Por muito tempo o lema “rotacione mecanismos de ação” foi reforçado em se tratando de controle químico. No entanto, diante da complexidade da resistência a herbicidas, não é a regra. Os modelos e a experiência de campo tem mostrado a evolução de plantas daninhas com uma resistência “generalista”, ou seja, capazes de sobreviver a herbicidas com diferentes mecanismo de ação.

Assim, misturas de tanque de herbicidas com mecanismos de ação e também – com rotas metabólicas de degradação diferentes – podem atrasar a evolução da resistência. Porém, a eficácia de controle dos herbicidas na mistura deve ser semelhante. E, além disso, a estratégia perde eficiência se já houver resistência a um dos herbicidas utilizados.
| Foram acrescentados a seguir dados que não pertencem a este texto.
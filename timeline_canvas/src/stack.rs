// Copyright 2025 the Timeline Canvas Authors
// SPDX-License-Identifier: Apache-2.0 OR MIT

//! The loaded event set: chronological order and per-day stacking.

use hashbrown::HashMap;

use crate::calendar::{Calendar, DayKey};
use crate::event::{EventId, EventInput, TimelineEvent};

/// Outcome of [`EventStore::replace`].
#[derive(Clone, Copy, Debug, Default, PartialEq, Eq)]
pub struct LoadSummary {
    /// Events kept.
    pub loaded: usize,
    /// Inputs dropped because no date could be recovered.
    pub dropped: usize,
}

/// Owns the loaded events, sorted ascending by date.
///
/// Every event carries a stack level: its position among the events that
/// share its calendar day, capped at `max_stack - 1` so that overflow events
/// share the top slot.
#[derive(Clone, Debug, Default)]
pub struct EventStore {
    events: Vec<TimelineEvent>,
    positions: HashMap<EventId, usize>,
    next_id: u64,
}

impl EventStore {
    /// Creates an empty store.
    #[must_use]
    pub fn new() -> Self {
        Self::default()
    }

    /// Replaces the whole event set.
    ///
    /// Inputs are dated against `calendar`, given fresh ids in input order,
    /// stably sorted by date, and stacked by calendar day. Inputs without a
    /// recoverable date are dropped with a warning.
    pub fn replace<I>(&mut self, inputs: I, calendar: &Calendar, max_stack: u32) -> LoadSummary
    where
        I: IntoIterator<Item = EventInput>,
    {
        let mut summary = LoadSummary::default();
        let mut events = Vec::new();
        for input in inputs {
            let Some(date) = input.resolve_date(calendar) else {
                tracing::warn!(
                    title = %input.title,
                    date = ?input.date,
                    "dropping event without a usable date"
                );
                summary.dropped += 1;
                continue;
            };
            let id = EventId(self.next_id);
            self.next_id += 1;
            events.push(input.into_event(id, date));
        }
        events.sort_by_key(TimelineEvent::date);
        assign_stack_levels(&mut events, calendar, max_stack);

        self.positions = events
            .iter()
            .enumerate()
            .map(|(i, event)| (event.id, i))
            .collect();
        self.events = events;
        summary.loaded = self.events.len();
        summary
    }

    /// Looks up an event by id.
    #[must_use]
    pub fn get(&self, id: EventId) -> Option<&TimelineEvent> {
        self.positions.get(&id).map(|&i| &self.events[i])
    }

    /// Events in ascending date order.
    #[must_use]
    pub fn as_slice(&self) -> &[TimelineEvent] {
        &self.events
    }

    /// Iterates in ascending date order.
    pub fn iter(&self) -> core::slice::Iter<'_, TimelineEvent> {
        self.events.iter()
    }

    /// Number of loaded events.
    #[must_use]
    pub fn len(&self) -> usize {
        self.events.len()
    }

    /// Returns `true` if nothing is loaded.
    #[must_use]
    pub fn is_empty(&self) -> bool {
        self.events.is_empty()
    }
}

impl<'a> IntoIterator for &'a EventStore {
    type Item = &'a TimelineEvent;
    type IntoIter = core::slice::Iter<'a, TimelineEvent>;

    fn into_iter(self) -> Self::IntoIter {
        self.events.iter()
    }
}

/// Assigns stack levels to date-sorted `events`, grouping by calendar day.
pub fn assign_stack_levels(events: &mut [TimelineEvent], calendar: &Calendar, max_stack: u32) {
    let cap = max_stack.saturating_sub(1);
    let mut per_day: HashMap<DayKey, u32> = HashMap::new();
    for event in events {
        let seen = per_day.entry(calendar.day_key(&event.date)).or_insert(0);
        event.stack_level = (*seen).min(cap);
        *seen = seen.saturating_add(1);
    }
}

#[cfg(test)]
mod tests {
    use super::*;
    use chrono::{FixedOffset, TimeZone, Utc};

    fn calendar() -> Calendar {
        Calendar::new(
            Utc.with_ymd_and_hms(2024, 1, 1, 0, 0, 0).unwrap(),
            FixedOffset::east_opt(0).unwrap(),
        )
    }

    fn at(d: u32, h: u32, title: &str) -> EventInput {
        EventInput::new(Utc.with_ymd_and_hms(2024, 3, d, h, 0, 0).unwrap(), title)
    }

    fn levels(store: &EventStore) -> Vec<u32> {
        store.iter().map(TimelineEvent::stack_level).collect()
    }

    #[test]
    fn overflow_shares_the_top_slot() {
        let mut store = EventStore::new();
        let inputs = (0..7).map(|h| at(5, h, "same day"));
        store.replace(inputs, &calendar(), 5);
        assert_eq!(levels(&store), [0, 1, 2, 3, 4, 4, 4]);
    }

    #[test]
    fn sorted_by_date_and_grouped_by_day() {
        let mut store = EventStore::new();
        let inputs = vec![
            at(9, 12, "c"),
            at(2, 8, "a"),
            at(9, 1, "b"),
            at(2, 20, "a2"),
            at(30, 0, "d"),
        ];
        store.replace(inputs, &calendar(), 5);
        let titles: Vec<&str> = store.iter().map(TimelineEvent::title).collect();
        assert_eq!(titles, ["a", "a2", "b", "c", "d"]);
        assert_eq!(levels(&store), [0, 1, 0, 1, 0]);
        assert!(store.as_slice().windows(2).all(|w| w[0].date() <= w[1].date()));
    }

    #[test]
    fn equal_dates_keep_load_order() {
        let mut store = EventStore::new();
        store.replace(vec![at(1, 0, "first"), at(1, 0, "second")], &calendar(), 5);
        let titles: Vec<&str> = store.iter().map(TimelineEvent::title).collect();
        assert_eq!(titles, ["first", "second"]);
    }

    #[test]
    fn ids_are_never_reused_across_loads() {
        let mut store = EventStore::new();
        store.replace(vec![at(1, 0, "x")], &calendar(), 5);
        let old = store.as_slice()[0].id();
        store.replace(vec![at(1, 0, "y")], &calendar(), 5);
        let new = store.as_slice()[0].id();
        assert_ne!(old, new);
        assert!(store.get(old).is_none());
        assert_eq!(store.get(new).map(TimelineEvent::title), Some("y"));
    }

    #[test]
    fn undated_inputs_are_dropped() {
        let mut store = EventStore::new();
        let summary = store.replace(
            vec![at(1, 0, "ok"), EventInput::default(), EventInput::in_year(1990, "y")],
            &calendar(),
            5,
        );
        assert_eq!(summary, LoadSummary { loaded: 2, dropped: 1 });
        assert_eq!(store.len(), 2);
        assert_eq!(store.as_slice()[0].title(), "y");
    }

    #[test]
    fn empty_load_clears() {
        let mut store = EventStore::new();
        store.replace(vec![at(1, 0, "x")], &calendar(), 5);
        store.replace(Vec::new(), &calendar(), 5);
        assert!(store.is_empty());
    }
}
Foi visto que a resistência não relacionada ao sítio de ação vai sendo construída lentamente. Dessa forma, doses abaixo da recomendada para o eficiente controle permitem a perpetuação dos alelos que já conferem algum nível de resistência. Mas, não o suficiente para que a planta daninha sobreviva ao controle da dose cheia. Por isso, a importância da escolha da dose e tecnologia de aplicação adequadas!

A base genética desses complexos mecanismos de resistência ainda não é completamente conhecida. Dessa forma, incluir estratégias não-químicas complementares é essencial para manter a vida útil dos herbicidas.

Literatura consultada

Délye, C. Unravelling the genetic bases of non‐target‐site‐based resistance (NTSR) to herbicides: a major challenge for weed science in the forthcoming decade. Pest Management Science, v. 69, n. 2, p. 176-187, 2013.

Délye, C., Jasieniuk, M., Le Corre, V. Deciphering the evolution of herbicide resistance in weeds. Trends in Genetics, v. 29, n. 11, p. 649-658, 2013.

Mithila, J., Godar, A.S. Understanding Genetics of Herbicide Resistance in Weeds: Implications for Weed Management. Advances in Crop Science and Technology, v. 1, n. 4, p. 1-4, 2013.